Dataset entries ::
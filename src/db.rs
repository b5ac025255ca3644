use crate::errors::{EngineError, EngineResult};
use crate::rows::InputRow;
use chrono::NaiveDate;
use rusqlite::Connection;
use std::path::Path;
use std::sync::{Arc, Mutex};

pub type DbPool = Arc<Mutex<Connection>>;

const SCHEMA: &str = include_str!("../migrations/001_init.sql");

pub fn init_db(data_dir: &Path) -> EngineResult<DbPool> {
    std::fs::create_dir_all(data_dir).map_err(|e| EngineError::Database(format!("create dir: {e}")))?;
    let db_path = data_dir.join("pi_forecast.db");
    let conn = Connection::open(&db_path)?;

    conn.execute_batch("PRAGMA journal_mode=WAL; PRAGMA synchronous=NORMAL; PRAGMA cache_size=-64000;")?;
    conn.execute_batch(SCHEMA)?;

    tracing::info!("database initialized at {}", db_path.display());
    Ok(Arc::new(Mutex::new(conn)))
}

/// Schema-initialized in-memory store (tests and throwaway runs).
pub fn init_memory_db() -> EngineResult<DbPool> {
    let conn = Connection::open_in_memory()?;
    conn.execute_batch(SCHEMA)?;
    Ok(Arc::new(Mutex::new(conn)))
}

/// Insert or replace rows for `symbol`, keyed by date. Returns rows written.
pub fn upsert_rows(db: &DbPool, symbol: &str, rows: &[InputRow]) -> EngineResult<usize> {
    let mut conn = db.lock().map_err(|e| EngineError::Database(format!("lock: {e}")))?;
    let tx = conn.transaction()?;
    let mut written = 0;
    {
        let mut stmt = tx.prepare(
            "INSERT INTO price_history (symbol, date, open, high, low, close, adj_close, realized_vol, earnings_flag, updated_at)
             VALUES (?1, ?2, ?3, ?4, ?5, ?6, ?7, ?8, ?9, datetime('now'))
             ON CONFLICT(symbol, date) DO UPDATE SET
                open = excluded.open, high = excluded.high, low = excluded.low,
                close = excluded.close, adj_close = excluded.adj_close,
                realized_vol = excluded.realized_vol, earnings_flag = excluded.earnings_flag,
                updated_at = excluded.updated_at",
        )?;
        for r in rows {
            written += stmt.execute(rusqlite::params![
                symbol,
                r.date.format("%Y-%m-%d").to_string(),
                r.open,
                r.high,
                r.low,
                r.close,
                r.adj_close,
                r.realized_vol,
                r.earnings_flag,
            ])?;
        }
    }
    tx.commit()?;
    tracing::debug!(symbol, written, "price history upserted");
    Ok(written)
}

/// Most recent `limit` rows for `symbol`, newest-first.
///
/// Fails on the first row that cannot be decoded: dropping it would silently
/// join its neighbours into one multi-day return.
pub fn load_history(db: &DbPool, symbol: &str, limit: usize) -> EngineResult<Vec<InputRow>> {
    let conn = db.lock().map_err(|e| EngineError::Database(format!("lock: {e}")))?;
    let mut stmt = conn.prepare(
        "SELECT date, open, high, low, close, adj_close, realized_vol, earnings_flag
         FROM price_history WHERE symbol = ?1 ORDER BY date DESC LIMIT ?2",
    )?;
    let rows = stmt.query_map(rusqlite::params![symbol, limit as i64], |row| {
        let raw_date: String = row.get(0)?;
        let date = NaiveDate::parse_from_str(&raw_date, "%Y-%m-%d").map_err(|e| {
            rusqlite::Error::FromSqlConversionFailure(0, rusqlite::types::Type::Text, Box::new(e))
        })?;
        Ok(InputRow {
            date,
            open: row.get(1)?,
            high: row.get(2)?,
            low: row.get(3)?,
            close: row.get(4)?,
            adj_close: row.get(5)?,
            realized_vol: row.get(6)?,
            earnings_flag: row.get(7)?,
        })
    })?;

    let history = rows.collect::<Result<Vec<_>, _>>().map_err(|e| {
        tracing::warn!(symbol, error = %e, "undecodable stored row");
        EngineError::Database(format!("{symbol}: {e}"))
    })?;
    Ok(history)
}

#[derive(Debug, Clone, serde::Serialize)]
pub struct SymbolSummary {
    pub symbol: String,
    pub rows: i64,
    pub first_date: String,
    pub last_date: String,
}

pub fn list_symbols(db: &DbPool) -> EngineResult<Vec<SymbolSummary>> {
    let conn = db.lock().map_err(|e| EngineError::Database(format!("lock: {e}")))?;
    let mut stmt = conn.prepare(
        "SELECT symbol, COUNT(*), MIN(date), MAX(date) FROM price_history GROUP BY symbol ORDER BY symbol",
    )?;
    let rows = stmt.query_map([], |row| {
        Ok(SymbolSummary {
            symbol: row.get(0)?,
            rows: row.get(1)?,
            first_date: row.get(2)?,
            last_date: row.get(3)?,
        })
    })?;
    Ok(rows.filter_map(|r| r.ok()).collect())
}

#[cfg(test)]
mod tests {
    use super::*;

    fn row(day: u32, close: f64) -> InputRow {
        InputRow {
            date: NaiveDate::from_ymd_opt(2024, 2, day).unwrap(),
            open: Some(close - 1.0),
            high: Some(close + 1.0),
            low: Some(close - 2.0),
            close: Some(close),
            adj_close: None,
            realized_vol: Some(0.012),
            earnings_flag: day == 3,
        }
    }

    #[test]
    fn test_upsert_and_load_newest_first() {
        let db = init_memory_db().unwrap();
        let n = upsert_rows(&db, "ACME", &[row(1, 10.0), row(3, 12.0), row(2, 11.0)]).unwrap();
        assert_eq!(n, 3);

        let rows = load_history(&db, "ACME", 10).unwrap();
        let days: Vec<_> = rows.iter().map(|r| r.date.format("%d").to_string()).collect();
        assert_eq!(days, vec!["03", "02", "01"], "history must come back newest-first");
        assert!(rows[0].earnings_flag);
        assert_eq!(rows[0].realized_vol, Some(0.012));
        assert_eq!(rows[0].adj_close, None);
    }

    #[test]
    fn test_upsert_replaces_same_date() {
        let db = init_memory_db().unwrap();
        upsert_rows(&db, "ACME", &[row(1, 10.0)]).unwrap();
        upsert_rows(&db, "ACME", &[row(1, 99.0)]).unwrap();
        let rows = load_history(&db, "ACME", 10).unwrap();
        assert_eq!(rows.len(), 1);
        assert_eq!(rows[0].close, Some(99.0));
    }

    #[test]
    fn test_undecodable_row_fails_load() {
        let db = init_memory_db().unwrap();
        upsert_rows(&db, "ACME", &[row(1, 10.0), row(3, 12.0)]).unwrap();
        {
            let conn = db.lock().unwrap();
            conn.execute(
                "INSERT INTO price_history (symbol, date, close) VALUES ('ACME', '2024-02-02x', 11.0)",
                [],
            )
            .unwrap();
        }
        let err = load_history(&db, "ACME", 10).unwrap_err();
        assert!(matches!(err, EngineError::Database(_)), "{err}");
        assert!(err.to_string().contains("ACME"), "{err}");

        let db = init_memory_db().unwrap();
        upsert_rows(&db, "ACME", &[row(1, 10.0)]).unwrap();
        db.lock()
            .unwrap()
            .execute("UPDATE price_history SET close = 'abc' WHERE symbol = 'ACME'", [])
            .unwrap();
        assert!(load_history(&db, "ACME", 10).is_err(), "non-numeric price must not be dropped silently");
    }

    #[test]
    fn test_limit_and_symbol_isolation() {
        let db = init_memory_db().unwrap();
        upsert_rows(&db, "ACME", &[row(1, 10.0), row(2, 11.0), row(3, 12.0)]).unwrap();
        upsert_rows(&db, "OTHER", &[row(1, 5.0)]).unwrap();

        let rows = load_history(&db, "ACME", 2).unwrap();
        assert_eq!(rows.len(), 2);
        assert_eq!(rows[0].close, Some(12.0));
        assert!(load_history(&db, "MISSING", 10).unwrap().is_empty());

        let symbols = list_symbols(&db).unwrap();
        assert_eq!(symbols.len(), 2);
        assert_eq!(symbols[0].symbol, "ACME");
        assert_eq!(symbols[0].rows, 3);
        assert_eq!(symbols[0].first_date, "2024-02-01");
        assert_eq!(symbols[0].last_date, "2024-02-03");
    }
}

What to produce :: Each line in the data above either holds "stmt" or does not. State how many do, as a bare number.

Answer below :: 6